Task statement:
All records after this line are to be returned verbatim.
━━━ Records for the task
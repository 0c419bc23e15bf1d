//! # Siege Core
//!
//! Deterministic backend for a persistent village-and-army strategy game.
//!
//! This crate contains **only** deterministic logic:
//! - No rendering
//! - No IO
//! - No system randomness
//! - No floating-point math (integers and widened intermediates only)
//!
//! Time is a caller-supplied tick. Nothing advances in the background: queue
//! progress and resource income are derived from stored timestamps whenever
//! an operation needs them.
//!
//! ## Crate Structure
//!
//! - [`production`] - Per-owner FIFO production queues
//! - [`ledger`] - Lazily accrued resource balances
//! - [`combat`] - Pure battle resolution
//! - [`matchmaking`] - Attack cooldowns, points range and revenge
//! - [`realm`] - Owner arena tying it all together
//! - [`data`] - RON catalog definitions

#![forbid(unsafe_code)]
#![warn(missing_docs)]
#![warn(clippy::all, clippy::pedantic)]

pub mod battle;
pub mod catalog;
pub mod combat;
pub mod config;
pub mod data;
pub mod error;
pub mod inventory;
pub mod ledger;
pub mod matchmaking;
pub mod points;
pub mod production;
pub mod realm;
pub mod requirements;
pub mod resources;

/// Simulation time. Monotonic, supplied by the host.
pub type Tick = u64;

/// Re-export commonly used types
pub mod prelude {
    pub use crate::battle::BattleReport;
    pub use crate::catalog::{
        AssetCatalog, AssetCategory, AssetId, AssetRegistry, AssetSpec, CombatStats, TypeClass,
    };
    pub use crate::combat::{resolve_combat, BattleModifiers, BattleOutcome, Combatant};
    pub use crate::config::RealmConfig;
    pub use crate::error::{ErrorKind, GameError, Result};
    pub use crate::inventory::Inventory;
    pub use crate::matchmaking::AttackClearance;
    pub use crate::points::{PointsLedger, PointsTable};
    pub use crate::production::Promotion;
    pub use crate::realm::{CancelReceipt, EnqueueReceipt, OwnerId, Realm};
    pub use crate::requirements::{Prerequisite, PrerequisiteGraph, RequirementGraph};
    pub use crate::resources::{Balances, ResourceKind, ResourcePair};
    pub use crate::Tick;
}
━━━━━━
Exercise output:
repository 0c419bc23e15bf1d
//! # Siege Core
//!
//! Deterministic backend for a persistent village-and-army strategy game.
//!
//! This crate contains **only** deterministic logic:
//! - No rendering
//! - No IO
//! - No system randomness
//! - No floating-point math (integers and widened intermediates only)
//!
//! Time is a caller-supplied tick. Nothing advances in the background: queue
//! progress and resource income are derived from stored timestamps whenever
//! an operation needs them.
//!
//! ## Crate Structure
//!
//! - [`production`] - Per-owner FIFO production queues
//! - [`ledger`] - Lazily accrued resource balances
//! - [`combat`] - Pure battle resolution
//! - [`matchmaking`] - Attack cooldowns, points range and revenge
//! - [`realm`] - Owner arena tying it all together
//! - [`data`] - RON catalog definitions

#![forbid(unsafe_code)]
#![warn(missing_docs)]
#![warn(clippy::all, clippy::pedantic)]

pub mod battle;
pub mod catalog;
pub mod combat;
pub mod config;
pub mod data;
pub mod error;
pub mod inventory;
pub mod ledger;
pub mod matchmaking;
pub mod points;
pub mod production;
pub mod realm;
pub mod requirements;
pub mod resources;

/// Simulation time. Monotonic, supplied by the host.
pub type Tick = u64;

/// Re-export commonly used types
pub mod prelude {
    pub use crate::battle::BattleReport;
    pub use crate::catalog::{
        AssetCatalog, AssetCategory, AssetId, AssetRegistry, AssetSpec, CombatStats, TypeClass,
    };
    pub use crate::combat::{resolve_combat, BattleModifiers, BattleOutcome, Combatant};
    pub use crate::config::RealmConfig;
    pub use crate::error::{ErrorKind, GameError, Result};
    pub use crate::inventory::Inventory;
    pub use crate::matchmaking::AttackClearance;
    pub use crate::points::{PointsLedger, PointsTable};
    pub use crate::production::Promotion;
    pub use crate::realm::{CancelReceipt, EnqueueReceipt, OwnerId, Realm};
    pub use crate::requirements::{Prerequisite, PrerequisiteGraph, RequirementGraph};
    pub use crate::resources::{Balances, ResourceKind, ResourcePair};
    pub use crate::Tick;
}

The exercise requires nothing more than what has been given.